Dr. Yaroslav graduated from School of Biology of Moscow State University in 2010 and got a Specialist degree (equals to Master of Science). As an undergraduate student he was involved to studies of mitochondrial F1Fo-ATP synthase.  His Master's Thesis research was done in a lab that specialized on cell signaling in human adult stem cells. He found, that endogenous hydrogen peroxide modulates the signal from membrane growth factor receptors, providing the opportunity for the cell to react according to the current conditions.
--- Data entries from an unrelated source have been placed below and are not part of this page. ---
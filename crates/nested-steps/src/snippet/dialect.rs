//! Keyword vocabularies for snippet languages.

use nested_steps_patterns::StepKeyword;

/// Step keywords of one natural language.
#[derive(Debug, PartialEq, Eq)]
pub struct Dialect {
    code: &'static str,
    keywords: &'static [(&'static str, StepKeyword)],
    spaced: bool,
}

const ENGLISH: Dialect = Dialect {
    code: "en",
    keywords: &[
        ("Given", StepKeyword::Given),
        ("When", StepKeyword::When),
        ("Then", StepKeyword::Then),
        ("And", StepKeyword::And),
        ("But", StepKeyword::But),
    ],
    spaced: true,
};

const FRENCH: Dialect = Dialect {
    code: "fr",
    keywords: &[
        ("Soit", StepKeyword::Given),
        ("Sachant que", StepKeyword::Given),
        ("Sachant qu'", StepKeyword::Given),
        ("Sachant", StepKeyword::Given),
        ("Etant donné que", StepKeyword::Given),
        ("Etant donné qu'", StepKeyword::Given),
        ("Etant donné", StepKeyword::Given),
        ("Étant donné que", StepKeyword::Given),
        ("Étant donné qu'", StepKeyword::Given),
        ("Étant donné", StepKeyword::Given),
        ("Quand", StepKeyword::When),
        ("Lorsque", StepKeyword::When),
        ("Lorsqu'", StepKeyword::When),
        ("Alors", StepKeyword::Then),
        ("Donc", StepKeyword::Then),
        ("Et que", StepKeyword::And),
        ("Et qu'", StepKeyword::And),
        ("Et", StepKeyword::And),
        ("Mais que", StepKeyword::But),
        ("Mais qu'", StepKeyword::But),
        ("Mais", StepKeyword::But),
    ],
    spaced: true,
};

const GERMAN: Dialect = Dialect {
    code: "de",
    keywords: &[
        ("Angenommen", StepKeyword::Given),
        ("Gegeben sei", StepKeyword::Given),
        ("Gegeben seien", StepKeyword::Given),
        ("Wenn", StepKeyword::When),
        ("Dann", StepKeyword::Then),
        ("Und", StepKeyword::And),
        ("Aber", StepKeyword::But),
    ],
    spaced: true,
};

const SPANISH: Dialect = Dialect {
    code: "es",
    keywords: &[
        ("Dado", StepKeyword::Given),
        ("Dada", StepKeyword::Given),
        ("Dados", StepKeyword::Given),
        ("Dadas", StepKeyword::Given),
        ("Cuando", StepKeyword::When),
        ("Entonces", StepKeyword::Then),
        ("Y", StepKeyword::And),
        ("E", StepKeyword::And),
        ("Pero", StepKeyword::But),
    ],
    spaced: true,
};

const JAPANESE: Dialect = Dialect {
    code: "ja",
    keywords: &[
        ("前提", StepKeyword::Given),
        ("もし", StepKeyword::When),
        ("ならば", StepKeyword::Then),
        ("かつ", StepKeyword::And),
        ("しかし", StepKeyword::But),
        ("但し", StepKeyword::But),
        ("ただし", StepKeyword::But),
    ],
    spaced: false,
};

static DIALECTS: [&Dialect; 5] = [&ENGLISH, &FRENCH, &GERMAN, &SPANISH, &JAPANESE];

impl Dialect {
    /// The English dialect.
    #[must_use]
    pub const fn english() -> &'static Self {
        &ENGLISH
    }

    /// Look up a dialect by language code such as `fr` or `en-GB`.
    ///
    /// Region subtags are ignored.
    ///
    /// # Examples
    /// ```
    /// use nested_steps::Dialect;
    ///
    /// assert_eq!(Dialect::for_language("de").map(Dialect::code), Some("de"));
    /// assert_eq!(Dialect::for_language("en-GB").map(Dialect::code), Some("en"));
    /// assert!(Dialect::for_language("tlh").is_none());
    /// ```
    #[must_use]
    pub fn for_language(code: &str) -> Option<&'static Self> {
        let primary = code.split(['-', '_']).next().unwrap_or(code).trim();
        DIALECTS
            .iter()
            .copied()
            .find(|dialect| dialect.code.eq_ignore_ascii_case(primary))
    }

    /// Primary language code.
    #[must_use]
    pub fn code(&self) -> &'static str {
        self.code
    }

    /// Split a step line into its keyword and the remaining text.
    ///
    /// The longest keyword wins. `*` is accepted in every dialect. A keyword
    /// ending in a letter must be followed by whitespace in languages that
    /// separate words with spaces.
    pub(crate) fn split_keyword<'l>(&self, line: &'l str) -> Option<(StepKeyword, &'l str)> {
        let star = ("*", StepKeyword::And);
        self.keywords
            .iter()
            .chain(std::iter::once(&star))
            .filter_map(|&(word, keyword)| {
                let rest = line.strip_prefix(word)?;
                let needs_space = self.spaced && word.ends_with(char::is_alphabetic);
                if needs_space && !rest.is_empty() && !rest.starts_with(char::is_whitespace) {
                    return None;
                }
                Some((word.len(), keyword, rest))
            })
            .max_by_key(|&(len, _, _)| len)
            .map(|(_, keyword, rest)| (keyword, rest))
    }
}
He got Severin’s Prize award for my undergraduate research in 2008.  For his PhD work he decided to return to mitochondria research and enrolled at the Rowan University School of Biomedical Sciences. He joined Dr. Temiakov’s lab and was studying replication and expression of human mitochondrial genome. For this work he was awarded with Rowan University Award for Excellence in Graduate Research
in 2015. He graduated in 2016, and spent two years completing his projects.   Currently he is a Postdoctoral Research fellow at the University of Pennsylvania, and works with Dr. Greenberg on molecular mechanisms of resistance of ATM kinase deficient breast and ovarian cancer cells to chemotherapeutic drugs. The development of this project will expand our knowledge of basic mechanisms of genome maintenance and DNA repair and may benefit patients with ovarian cancer.